Víbora, por sua vez, sob o
espectro da taxionomia zoológica, designa, consoante às obras lexicográficas
arrimadas na herpetologia, as serpentes do gênero Vipera, família dos viperídeos, com cabeça grande, mais larga do
que o pescoço, olhos com pupilas verticais e cauda curta e cônica. Também é a
denotação comum a várias cobras venenosas, da subfamília dos viperíneos.

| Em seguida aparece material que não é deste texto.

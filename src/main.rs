#![cfg_attr(not(debug_assertions), windows_subsystem = "windows")]

mod app;
mod config;
mod document;
mod error;
mod instance;
mod logging;
mod platform;
mod render;
mod server;
mod session;
#[cfg(target_os = "windows")]
mod window;

fn main() -> Result<(), error::ShellError> {
    app::App::new()?.run()
}
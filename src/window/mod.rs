//! Win32 side of the shell: the tray icon, its hidden message window and the
//! common file dialogs.

mod dialogs;
mod tray;

use std::path::PathBuf;

use windows::Win32::{
    Foundation::CloseHandle,
    System::Threading::{OpenProcess, PROCESS_TERMINATE, TerminateProcess},
};

use crate::{
    error::Result,
    platform::{NativeShell, SaveFilter, launch_browser},
};

pub struct WindowsShell;

impl WindowsShell {
    pub fn new() -> Self {
        Self
    }
}

impl Default for WindowsShell {
    fn default() -> Self {
        Self::new()
    }
}

impl NativeShell for WindowsShell {
    fn show_open_dialog(&self) -> Option<PathBuf> {
        dialogs::pick_open_file()
    }

    fn show_save_dialog(&self, filter: SaveFilter) -> Option<PathBuf> {
        dialogs::pick_save_file(filter)
    }

    fn open_url(&self, url: &str) {
        launch_browser(url);
    }

    fn run_tray(&self, editor_url: &str) -> Result<()> {
        let tray = tray::TrayWindow::new(editor_url)?;
        tray.run();
        Ok(())
    }
}

pub fn terminate_process(pid: u32) -> bool {
    if pid == 0 {
        return false;
    }
    let Ok(handle) = (unsafe { OpenProcess(PROCESS_TERMINATE, false, pid) }) else {
        return false;
    };
    let result = unsafe { TerminateProcess(handle, 1) };
    let _ = unsafe { CloseHandle(handle) };
    result.is_ok()
}
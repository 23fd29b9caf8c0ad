//! Rewrites local `<img src>` references into `data:` URIs.
//!
//! This is a tolerant, tag-at-a-time pass over untrusted HTML. Whenever a tag
//! cannot be handled (no `src`, a remote or already-inlined source, a file that
//! cannot be read) the tag is left exactly as it was.

use std::{
    fs,
    path::{MAIN_SEPARATOR_STR, Path, PathBuf},
};

use base64::{Engine as _, engine::general_purpose::STANDARD};
use regex::{Captures, Regex};

use super::{extension_of, mime_for_image_extension};

const REMOTE_PREFIXES: &[&str] = &["data:", "http:", "https:", "//", "blob:"];

struct ImagePatterns {
    img_tag: Regex,
    src_attr: Regex,
}

impl ImagePatterns {
    fn new() -> Option<Self> {
        Some(Self {
            img_tag: Regex::new(r"(?i)<img\s+[^>]*>").ok()?,
            src_attr: Regex::new(r#"(?i)(\s|^)src\s*=\s*("([^"]*)"|'([^']*)')"#).ok()?,
        })
    }
}

pub fn inline_local_images(html: &str, html_path: &Path) -> String {
    let Some(patterns) = ImagePatterns::new() else {
        return html.to_string();
    };
    let base_dir = html_path.parent().unwrap_or_else(|| Path::new(""));

    patterns
        .img_tag
        .replace_all(html, |caps: &Captures| {
            let tag = &caps[0];
            inline_tag(tag, &patterns.src_attr, base_dir).unwrap_or_else(|| tag.to_string())
        })
        .into_owned()
}

fn inline_tag(tag: &str, src_attr: &Regex, base_dir: &Path) -> Option<String> {
    let caps = src_attr.captures(tag)?;
    let attr = caps.get(0)?;
    let lead = caps.get(1).map_or("", |m| m.as_str());
    let (src, quote) = match (caps.get(3), caps.get(4)) {
        (Some(m), _) => (m.as_str(), '"'),
        (None, Some(m)) => (m.as_str(), '\''),
        (None, None) => return None,
    };

    let path = resolve_local_source(src, base_dir)?;
    let data = fs::read(&path).ok()?;
    let uri = format!("data:{};base64,{}", sniff_mime(&data, &path), STANDARD.encode(&data));

    let mut out = String::with_capacity(tag.len() + uri.len());
    out.push_str(tag.get(..attr.start())?);
    out.push_str(lead);
    out.push_str("src=");
    out.push(quote);
    out.push_str(&uri);
    out.push(quote);
    out.push_str(tag.get(attr.end()..)?);
    Some(out)
}

/// Page-relative sources resolve under `base_dir`, including root-relative ones
/// (`/img/a.png`). Only `file://` URLs may name a path outside it.
fn resolve_local_source(src: &str, base_dir: &Path) -> Option<PathBuf> {
    let src = src.trim();
    let lower = src.to_ascii_lowercase();
    if src.is_empty() || REMOTE_PREFIXES.iter().any(|prefix| lower.starts_with(prefix)) {
        return None;
    }

    let clean = src.split(['?', '#']).next().unwrap_or_default();
    let (clean, file_url) = match strip_file_scheme(clean) {
        Some(rest) => (rest, true),
        None => (clean, false),
    };
    if clean.is_empty() {
        return None;
    }
    let decoded = urlencoding::decode(clean)
        .map(|value| value.into_owned())
        .unwrap_or_else(|_| clean.to_string());

    if file_url {
        return Some(PathBuf::from(decoded.replace('/', MAIN_SEPARATOR_STR)));
    }
    let relative = decoded.trim_start_matches(['/', '\\']);
    if relative.is_empty() || has_drive_prefix(relative) {
        return None;
    }
    Some(base_dir.join(relative.replace('/', MAIN_SEPARATOR_STR)))
}

fn has_drive_prefix(path: &str) -> bool {
    let bytes = path.as_bytes();
    bytes.len() >= 2 && bytes[0].is_ascii_alphabetic() && bytes[1] == b':'
}

/// The path part of a `file://` URL, or `None` for any other source.
fn strip_file_scheme(src: &str) -> Option<&str> {
    let rest = src
        .strip_prefix("file://")
        .or_else(|| src.strip_prefix("FILE://"))?;
    // file:///C:/dir/img.png carries a leading slash before the drive letter.
    match rest.strip_prefix('/') {
        Some(drive) if has_drive_prefix(drive) => Some(drive),
        _ => Some(rest),
    }
}

fn sniff_mime(data: &[u8], path: &Path) -> &'static str {
    image::guess_format(data)
        .ok()
        .map(|format| format.to_mime_type())
        .or_else(|| extension_of(path).as_deref().and_then(mime_for_image_extension))
        .unwrap_or("application/octet-stream")
}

A despeito de os dicionários registrarem, também, em acepções
subsequentes (talvez até por conta do costume de se chamar de víboras aos nossos pequenos calangos
brancos), os dois vocábulos como
sinônimos, atentemos para a etimologia lácico-científica do gênero Vipera: do Latim vipera, ae ‘serpente, víbora, réptil peçonhento’. Isto, então,
longe está de corresponder à verdade, negada por muitas pessoas que
inocentemente entendem falar correto ao negar briba, quando estão redondamente equivocadas e, ainda mais, induzem
seus circunstantes a persistirem no engano ou até a mudarem de opinião,
bandeando-se para o lado falso.
De tal sorte, conquanto os dicionários aceitem – no meu sentir,
equivocadamente, haja vista a etimologia lácica há pouco reproduzida – víbora como sinônimo de briba, é vedado se propalar a
inexistência da dicção briba.
Em virtude de tal confusão, me lembro bem, alguém falar em “vibra” e “bríbora”, como a cunhar meios-termos a fim de pacificar uma
pendenga tão prosaica, mas que se arrasta no tempo e carreia dúvidas, não
apenas neste caso, que serve apenas de exemplo para diversas pendências
linguísticas de semelhante natureza e que impende sejam aquietadas.